Safari
También conocido como: Safari cat, Híbrido de gato de Geoffroy
Origen
Estados Unidos
Tamaño
grande
Peso
5–11 kg
Esperanza de vida
10–15 años
Temperamento
Descripción general
El Safari es un híbrido entre el gato de Geoffroy, un pequeño felino salvaje sudamericano, y el gato doméstico. El primer cruce surgió en un laboratorio de investigación en los años 70, y la cría con fines de compañía llegó en las décadas siguientes. Nunca cuajó como raza estable: las restricciones legales sobre el gato de Geoffroy y la enorme dificultad para producir camadas lo dejaron en un terreno casi anecdótico.
El problema de fondo es genético. El gato de Geoffroy tiene 36 cromosomas y el doméstico 38, así que la primera generación (F1) nace con 37, una cifra impar que complica enormemente la reproducción más allá de la F2. Ese desajuste, sumado a las regulaciones, explica por qué ninguna asociación felina reconoce al Safari y por qué a fecha de hoy apenas quedan criadores. Más que una raza consolidada, es una rareza histórica.
Características físicas
Los ejemplares F1 son notablemente más grandes que cualquiera de sus dos progenitores: un cruce entre un Geoffroy de 3-4 kg y una gata doméstica de 5-6 kg puede dar machos que superan con holgura los 11 kg. El cuerpo es musculado, compacto y atlético, con patas largas y cola gruesa, fiel a su herencia salvaje.
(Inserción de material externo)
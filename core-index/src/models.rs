//! Persisted index models.

use bridge_traits::source::MediaItem;
use serde::{Deserialize, Serialize};
use sqlx::FromRow;

/// One persisted media row, keyed by the source-assigned identity.
///
/// Carries the reconciled fields from the source snapshot plus optional
/// display metadata the source may not report on every platform. `added_at`
/// records when this row first entered the index.
#[derive(Debug, Clone, PartialEq, Eq, FromRow, Serialize, Deserialize)]
pub struct MediaRecord {
    pub id: i64,
    pub uri: String,
    pub date_taken: i64,
    pub bucket: String,
    pub size: i64,
    pub width: i64,
    pub height: i64,
    pub orientation: i64,
    pub mime_type: String,
    pub added_at: i64,
}

impl MediaRecord {
    /// Build a record from a source item, defaulting the optional metadata.
    pub fn from_item(item: &MediaItem, added_at: i64) -> Self {
        Self {
            id: item.id,
            uri: item.uri.clone(),
            date_taken: item.date_taken,
            bucket: item.bucket.clone(),
            size: item.size,
            width: 0,
            height: 0,
            orientation: 0,
            mime_type: "image/jpeg".to_string(),
            added_at,
        }
    }
}

/// The single logical metadata row describing the last successful scan.
///
/// `last_scan_at` is Unix milliseconds and never decreases across scans;
/// `fingerprint` is a SHA-256 hex digest over the sorted identity set that
/// was observed.
#[derive(Debug, Clone, PartialEq, Eq, FromRow, Serialize, Deserialize)]
pub struct ScanMetadata {
    pub last_scan_at: i64,
    pub fingerprint: String,
}
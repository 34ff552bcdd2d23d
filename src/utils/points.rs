//! 分值换算工具

/// 保留两位小数
pub fn round2(value: f64) -> f64 {
    (value * 100.0).round() / 100.0
}

/// 分数 → 百分比，满分为 0 时返回 0
pub fn points_to_perc(points: f64, max_points: f64) -> f64 {
    if max_points > 0.0 {
        round2(100.0 * points / max_points)
    } else {
        0.0
    }
}

/// 百分比 → 分数
pub fn perc_to_points(perc: f64, max_points: f64) -> f64 {
    round2(perc * max_points / 100.0)
}

/// 浮点比较（容差 1e-6）
pub fn approx_eq(a: f64, b: f64) -> bool {
    (a - b).abs() < 1e-6
}

/// 在导出文件中显示分值：整数不带小数点
pub fn format_points(value: f64) -> String {
    let rounded = round2(value);
    if rounded.fract() == 0.0 {
        format!("{}", rounded as i64)
    } else {
        format!("{}", rounded)
    }
}
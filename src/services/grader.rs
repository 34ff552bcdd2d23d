//! 评分器与变体生成器 - 业务能力层
//!
//! 真正的题型判分/出题代码由外部提供，这里只定义接口和两个内置实现

use serde_json::{json, Value as JsonValue};

use crate::error::GraderError;
use crate::models::{AssessmentQuestion, Variant};
use crate::utils::approx_eq;

/// 一次判分的结果
#[derive(Debug, Clone, PartialEq)]
pub enum GradeOutcome {
    /// 已评分，score ∈ [0, 1]
    Graded { score: f64, feedback: JsonValue },
    /// 答案格式错误，无法评分
    NotGradable { reason: String },
}

/// 评分器
pub trait Grader: Send + Sync {
    fn grade(&self, variant: &Variant, submitted_answer: &JsonValue) -> Result<GradeOutcome, GraderError>;
}

/// 生成的变体内容
#[derive(Debug, Clone, PartialEq)]
pub struct GeneratedVariant {
    pub params: JsonValue,
    pub true_answer: JsonValue,
}

/// 变体生成器
pub trait VariantGenerator: Send + Sync {
    fn generate(&self, question: &AssessmentQuestion, seed: u64) -> Result<GeneratedVariant, GraderError>;
}

/// 与标准答案逐项比较的评分器
///
/// - 标准答案为数组时按匹配的元素比例给部分分
/// - 数值按 1e-6 的容差比较
/// - 提交为 null 或类型不符时视为不可评分
#[derive(Debug, Clone, Copy, Default)]
pub struct ExactMatchGrader;

impl ExactMatchGrader {
    fn matches(expected: &JsonValue, actual: &JsonValue) -> bool {
        match (expected, actual) {
            (JsonValue::Number(a), JsonValue::Number(b)) => match (a.as_f64(), b.as_f64()) {
                (Some(a), Some(b)) => approx_eq(a, b),
                _ => false,
            },
            (JsonValue::String(a), JsonValue::String(b)) => a.trim() == b.trim(),
            _ => expected == actual,
        }
    }
}

impl Grader for ExactMatchGrader {
    fn grade(&self, variant: &Variant, submitted_answer: &JsonValue) -> Result<GradeOutcome, GraderError> {
        if submitted_answer.is_null() {
            return Ok(GradeOutcome::NotGradable {
                reason: "答案为空".to_string(),
            });
        }

        match (&variant.true_answer, submitted_answer) {
            (JsonValue::Array(expected), JsonValue::Array(actual)) => {
                if expected.is_empty() {
                    return Err(GraderError::Crashed("标准答案为空数组".to_string()));
                }
                let correct = expected
                    .iter()
                    .zip(actual.iter())
                    .filter(|(e, a)| Self::matches(e, a))
                    .count();
                let score = correct as f64 / expected.len() as f64;
                Ok(GradeOutcome::Graded {
                    score,
                    feedback: json!({ "correct_parts": correct, "total_parts": expected.len() }),
                })
            }
            (JsonValue::Array(_), _) => Ok(GradeOutcome::NotGradable {
                reason: "答案应为数组".to_string(),
            }),
            (JsonValue::Number(_), actual) if !actual.is_number() => Ok(GradeOutcome::NotGradable {
                reason: format!("无法解析为数值: {}", actual),
            }),
            (expected, actual) => {
                let score = if Self::matches(expected, actual) { 1.0 } else { 0.0 };
                Ok(GradeOutcome::Graded {
                    score,
                    feedback: JsonValue::Null,
                })
            }
        }
    }
}

/// 直接使用题目定义中的标准答案生成变体
#[derive(Debug, Clone, Copy, Default)]
pub struct StaticVariantGenerator;

impl VariantGenerator for StaticVariantGenerator {
    fn generate(&self, question: &AssessmentQuestion, seed: u64) -> Result<GeneratedVariant, GraderError> {
        Ok(GeneratedVariant {
            params: json!({ "qid": question.qid, "seed": seed }),
            true_answer: question.true_answer.clone(),
        })
    }
}
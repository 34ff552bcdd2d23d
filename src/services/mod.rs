pub mod csv_export;
pub mod grader;
pub mod points_accumulator;
pub mod rubric_engine;
pub mod score_override;
pub mod score_upload;
pub mod zone_aggregator;

pub use csv_export::{InstanceRecord, SubmissionSelection};
pub use grader::{
    ExactMatchGrader, GeneratedVariant, GradeOutcome, Grader,
    StaticVariantGenerator, VariantGenerator,
};
pub use points_accumulator::{GradeApplication, PointsAccumulator};
pub use rubric_engine::{Adjustment, PointsBreakdown};
pub use score_override::{AssessmentOverride, ResolvedScore, ScoreUpdate};
pub use score_upload::{AssessmentInstanceScoreRow, InstanceQuestionScoreRow, ParsedRow, RowTarget};
pub use zone_aggregator::{AggregateResult, ZoneTotal};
El manto es corto y reproduce el patrón del gato de Geoffroy: moteado en barras, puntos, rosetas, líneas onduladas, “brazaletes” en las patas y anillos en la cola, además de los característicos ocelos blancos en el dorso de las orejas. Los ojos son grandes y expresivos. Es, en esencia, un felino de aspecto silvestre con el tamaño aumentado por el vigor híbrido.
Carácter y comportamiento
El Safari, sobre todo en F1, está muy en contacto con su lado salvaje. Tiene un instinto de caza potente y un nivel de energía que no se parece al de un gato doméstico corriente. No es un animal de salón: necesita actividad intensa, espacio y un manejo que respete su naturaleza.
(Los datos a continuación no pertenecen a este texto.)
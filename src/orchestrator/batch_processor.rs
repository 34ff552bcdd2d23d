//! 批量评分处理器 - 编排层
//!
//! ## 职责
//!
//! 本模块是整个应用的入口，负责一次完整的批量评分运行。
//!
//! ## 核心功能
//!
//! 1. **应用初始化**：日志文件、成绩簿、评分流程、作业序列管理器
//! 2. **加载评估**：扫描评估定义 TOML，发布评估并为名单中的学生创建实例、提交作答
//! 3. **分数上传**：每个上传 CSV 作为一个作业序列，用 Semaphore 限制并发
//! 4. **轮询等待**：按配置的退避参数轮询每个作业序列直到结束
//! 5. **导出**：把所有成绩导出为 CSV
//! 6. **全局统计**：汇总所有作业序列的处理结果

use std::path::{Path, PathBuf};
use std::sync::{Arc, OnceLock};

use anyhow::{Context, Result};
use regex::Regex;
use serde_json::Value as JsonValue;
use tokio::fs;
use tokio::sync::Semaphore;
use tracing::{error, info, warn};

use crate::config::Config;
use crate::infrastructure::Gradebook;
use crate::models::{AssessmentFile, JobStatus, SubmissionAction};
use crate::orchestrator::bulk_operations;
use crate::orchestrator::job_sequence::{JobSequenceManager, PollOptions};
use crate::services::csv_export;
use crate::services::grader::{ExactMatchGrader, StaticVariantGenerator};
use crate::utils::logging;
use crate::workflow::{GradingCtx, GradingFlow};

/// 上传文件的类型，由文件名决定
#[derive(Debug, Clone, Copy, PartialEq, Eq)]
pub enum UploadKind {
    /// `<tid>.instance_question_scores.csv`
    InstanceQuestionScores,
    /// `<tid>.assessment_instance_scores.csv`
    AssessmentInstanceScores,
}

/// 待处理的上传文件
#[derive(Debug, Clone, PartialEq, Eq)]
pub struct UploadFile {
    pub tid: String,
    pub kind: UploadKind,
    pub path: PathBuf,
}

static UPLOAD_NAME: OnceLock<Regex> = OnceLock::new();

fn upload_name_regex() -> Result<&'static Regex> {
    if let Some(re) = UPLOAD_NAME.get() {
        return Ok(re);
    }
    let re = Regex::new(r"^(?P<tid>.+)\.(?P<kind>instance_question_scores|assessment_instance_scores)\.csv$")?;
    Ok(UPLOAD_NAME.get_or_init(|| re))
}

/// 按文件名识别上传文件；不符合命名规则时返回 None
pub fn classify_upload(path: &Path) -> Result<Option<UploadFile>> {
    let re = upload_name_regex()?;
    let Some(name) = path.file_name().and_then(|n| n.to_str()) else {
        return Ok(None);
    };
    let Some(caps) = re.captures(name) else {
        return Ok(None);
    };
    let kind = match &caps["kind"] {
        "instance_question_scores" => UploadKind::InstanceQuestionScores,
        _ => UploadKind::AssessmentInstanceScores,
    };
    Ok(Some(UploadFile {
        tid: caps["tid"].to_string(),
        kind,
        path: path.to_path_buf(),
    }))
}

/// 处理统计
#[derive(Debug, Default, Clone, Copy, PartialEq, Eq)]
pub struct RunStats {
    pub success: usize,
    pub failed: usize,
    pub total: usize,
}

/// 应用主结构
pub struct App {
    config: Config,
    flow: Arc<GradingFlow>,
    manager: Arc<JobSequenceManager>,
}

impl App {
    /// 初始化应用
    pub async fn initialize(config: Config) -> Result<Self> {
        // 初始化日志文件
        logging::init_log_file(&config.output_log_file)?;

        logging::log_startup(config.max_concurrent_sequences);

        let gradebook = Arc::new(Gradebook::new());
        let flow = Arc::new(GradingFlow::new(
            gradebook,
            Arc::new(ExactMatchGrader),
            Arc::new(StaticVariantGenerator),
            &config,
        ));

        Ok(Self {
            config,
            flow,
            manager: Arc::new(JobSequenceManager::new()),
        })
    }

    pub fn flow(&self) -> &Arc<GradingFlow> {
        &self.flow
    }

    pub fn manager(&self) -> &Arc<JobSequenceManager> {
        &self.manager
    }

    /// 运行应用主逻辑
    pub async fn run(&self) -> Result<RunStats> {
        // 加载所有评估定义
        info!("\n📁 正在扫描评估定义...");
        let files = crate::models::load_all_assessment_files(&self.config.assessments_folder).await?;

        if files.is_empty() {
            warn!("⚠️ 没有找到评估定义文件，程序结束");
            return Ok(RunStats::default());
        }

        let assessments = files.len();
        let students = self.publish_assessments(files).await?;
        logging::log_assessments_loaded(assessments, students);

        // 处理所有上传文件
        let uploads = self.find_uploads().await?;
        let stats = self.process_uploads(uploads).await?;

        // 导出成绩
        self.write_exports().await?;

        logging::print_final_stats(
            stats.success,
            stats.failed,
            stats.total,
            &self.config.output_log_file,
        );
        Ok(stats)
    }

    /// 发布评估，为名单中的每个学生创建评估实例并提交作答，返回学生人数
    async fn publish_assessments(&self, files: Vec<AssessmentFile>) -> Result<usize> {
        let mut students = 0;
        for file in files {
            let tid = file.assessment.tid.clone();
            let assessment = match self.flow.gradebook().insert_assessment(file.assessment).await {
                Ok(assessment) => assessment,
                Err(e) => {
                    warn!("⚠️ 跳过评估 {}: {}", tid, e);
                    continue;
                }
            };

            for entry in &file.roster {
                let username = if entry.username.is_empty() {
                    entry.uid.as_str()
                } else {
                    entry.username.as_str()
                };
                let ai_id = self
                    .flow
                    .start_assessment_instance(assessment.id, &entry.uid, username)
                    .await
                    .with_context(|| format!("无法为 {} 创建评估 {} 的实例", entry.uid, tid))?;
                students += 1;

                for (qid, answers) in &entry.answers {
                    let ctx = match self.flow.context_for_qid(ai_id, qid, &entry.uid).await {
                        Ok(ctx) => ctx,
                        Err(e) => {
                            warn!("[评估 {} 学生 {}] ⚠️ 跳过作答: {}", tid, entry.uid, e);
                            continue;
                        }
                    };
                    self.submit_answers(&ctx, answers).await;
                }
            }
        }
        Ok(students)
    }

    /// 依次提交作答；单次提交失败只记录日志
    async fn submit_answers(&self, ctx: &GradingCtx, answers: &[JsonValue]) {
        for answer in answers {
            let result = match self.flow.open_variant(ctx).await {
                Ok(variant) => {
                    self.flow
                        .submit(ctx, variant.id, answer.clone(), SubmissionAction::Grade)
                        .await
                }
                Err(e) => Err(e),
            };
            if let Err(e) = result {
                let answer = logging::truncate_text(&answer.to_string(), 40);
                warn!("{} ⚠️ 提交 {} 失败: {}", ctx, answer, e);
                if let Err(log_err) = logging::append_log_line(
                    &self.config.output_log_file,
                    &format!("{} 提交 {} 失败: {}", ctx, answer, e),
                ) {
                    warn!("{} ⚠️ 写入日志失败: {:#}", ctx, log_err);
                }
            }
        }
    }

    /// 扫描上传目录
    async fn find_uploads(&self) -> Result<Vec<UploadFile>> {
        let folder = PathBuf::from(&self.config.uploads_folder);
        if !folder.exists() {
            info!("上传目录不存在，跳过分数上传: {}", self.config.uploads_folder);
            return Ok(Vec::new());
        }

        let mut uploads = Vec::new();
        let mut entries = fs::read_dir(&folder)
            .await
            .with_context(|| format!("无法读取文件夹: {}", self.config.uploads_folder))?;
        while let Some(entry) = entries.next_entry().await? {
            let path = entry.path();
            match classify_upload(&path)? {
                Some(upload) => uploads.push(upload),
                None => {
                    if path.extension().and_then(|s| s.to_str()) == Some("csv") {
                        warn!("⚠️ 无法识别的上传文件: {}", path.display());
                    }
                }
            }
        }
        uploads.sort_by(|a, b| a.path.cmp(&b.path));
        info!("✓ 找到 {} 个待处理的上传文件", uploads.len());
        Ok(uploads)
    }

    /// 并发处理上传文件，每个文件一个作业序列
    async fn process_uploads(&self, uploads: Vec<UploadFile>) -> Result<RunStats> {
        let semaphore = Arc::new(Semaphore::new(self.config.max_concurrent_sequences.max(1)));
        let mut stats = RunStats {
            total: uploads.len(),
            ..Default::default()
        };

        let mut handles = Vec::new();
        for upload in uploads {
            let permit = semaphore.clone().acquire_owned().await?;
            let flow = self.flow.clone();
            let manager = self.manager.clone();
            let config = self.config.clone();
            let name = upload.path.display().to_string();

            let handle = tokio::spawn(async move {
                let _permit = permit;
                match process_upload(&flow, &manager, &upload, &config).await {
                    Ok(success) => Ok(success),
                    Err(e) => {
                        error!("[{}] ❌ 处理过程中发生错误: {:#}", upload.path.display(), e);
                        Err(e)
                    }
                }
            });
            handles.push((name, handle));
        }

        // 等待所有任务完成
        for (name, handle) in handles {
            match handle.await {
                Ok(Ok(true)) => stats.success += 1,
                Ok(Ok(false)) | Ok(Err(_)) => stats.failed += 1,
                Err(e) => {
                    error!("[{}] 任务执行失败: {}", name, e);
                    stats.failed += 1;
                }
            }
        }

        Ok(stats)
    }

    /// 把所有评估的成绩写入导出目录
    async fn write_exports(&self) -> Result<()> {
        let folder = PathBuf::from(&self.config.exports_folder);
        fs::create_dir_all(&folder)
            .await
            .with_context(|| format!("无法创建导出目录: {}", self.config.exports_folder))?;

        let assessments = self.flow.gradebook().assessments().await;
        let mut all_records = Vec::new();
        for assessment in &assessments {
            let records = self.flow.instance_records(assessment.id).await?;
            for (name, content) in csv_export::assessment_exports(&assessment.tid, &records)? {
                write_export(&folder, &name, &content).await?;
            }
            all_records.extend(records);
        }

        write_export(
            &folder,
            "scores.csv",
            &csv_export::gradebook_csv(&assessments, &all_records, false)?,
        )
        .await?;
        write_export(
            &folder,
            "points.csv",
            &csv_export::gradebook_csv(&assessments, &all_records, true)?,
        )
        .await?;

        info!("✓ 成绩已导出至: {}", self.config.exports_folder);
        Ok(())
    }
}

/// 处理单个上传文件：提交作业序列并轮询到结束
async fn process_upload(
    flow: &Arc<GradingFlow>,
    manager: &Arc<JobSequenceManager>,
    upload: &UploadFile,
    config: &Config,
) -> Result<bool> {
    let content = fs::read_to_string(&upload.path)
        .await
        .with_context(|| format!("无法读取上传文件: {}", upload.path.display()))?;
    let assessment = flow.gradebook().assessment_by_tid(&upload.tid).await?;

    let sequence_id = match upload.kind {
        UploadKind::InstanceQuestionScores => {
            bulk_operations::upload_instance_question_scores(flow, manager, assessment.id, &content, "batch")
                .await?
        }
        UploadKind::AssessmentInstanceScores => {
            bulk_operations::upload_assessment_instance_scores(flow, manager, assessment.id, &content, "batch")
                .await?
        }
    };

    manager
        .wait_for_completion(sequence_id, PollOptions::from_config(config))
        .await?;
    let snapshot = manager.remove(sequence_id).await?;

    for job in snapshot.jobs.iter().filter(|j| j.status == JobStatus::Error) {
        logging::append_log_line(
            &config.output_log_file,
            &format!(
                "[{}] 作业 {} 失败: {}",
                upload.path.display(),
                job.description,
                job.error.as_deref().unwrap_or_default()
            ),
        )?;
    }
    info!(
        "[{}] 作业序列 #{} 结束: 成功 {}/{}",
        upload.path.display(),
        sequence_id,
        snapshot.succeeded(),
        snapshot.jobs.len()
    );
    Ok(snapshot.status == JobStatus::Success)
}

async fn write_export(folder: &Path, name: &str, content: &str) -> Result<()> {
    let path = folder.join(name);
    fs::write(&path, content)
        .await
        .with_context(|| format!("无法写入导出文件: {}", path.display()))?;
    Ok(())
}

#[cfg(test)]
mod tests {
    use super::*;

    #[test]
    fn test_classify_upload() {
        let upload = classify_upload(Path::new("/tmp/HW 4.instance_question_scores.csv"))
            .unwrap()
            .unwrap();
        assert_eq!(upload.tid, "HW 4");
        assert_eq!(upload.kind, UploadKind::InstanceQuestionScores);

        let upload = classify_upload(Path::new("exam1.assessment_instance_scores.csv"))
            .unwrap()
            .unwrap();
        assert_eq!(upload.kind, UploadKind::AssessmentInstanceScores);

        assert!(classify_upload(Path::new("scores.csv")).unwrap().is_none());
    }

    #[test]
    fn test_upload_regex_compiled_once() {
        let first = upload_name_regex().unwrap();
        let second = upload_name_regex().unwrap();
        assert!(std::ptr::eq(first, second));
    }
}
Puede ser cariñoso con su persona de confianza, pero tiende a ser reservado y a comportarse de forma poco previsible con desconocidos. Su fuerza, su tamaño y su impulso cazador lo hacen poco recomendable para hogares con niños pequeños, personas mayores u otras mascotas de talla reducida, que su instinto puede interpretar como presa.
Cuidados específicos
- Ejercicio: muy alto. Exige espacio amplio, altura y juego de caza diario e intenso; sin descarga física se frustra.
- Manejo: no es un gato para principiantes. Requiere experiencia con felinos de fuerte carácter y, en muchos sitios, permisos legales.
- Pelaje: muy sencillo. Manto corto que apenas necesita más que un cepillado semanal.
- Convivencia con otros animales: alto riesgo con mascotas pequeñas por su impulso depredador; valorar con mucho cuidado.
Convivencia
El Safari no es una mascota convencional. Encaja únicamente en manos expertas, con espacio de sobra, sin niños pequeños ni animales que pueda ver como presa, y siempre verificando la legalidad de tenerlo, ya que el gato de Geoffroy está prohibido en varias jurisdicciones. Su rareza es tal que conseguir un ejemplar legítimo es prácticamente imposible hoy. Antes de plantearse uno, conviene preguntarse si lo que se busca de verdad no lo cubre mejor un gato doméstico de aspecto salvaje, como un bengalí, sin las complicaciones de un híbrido de primera generación.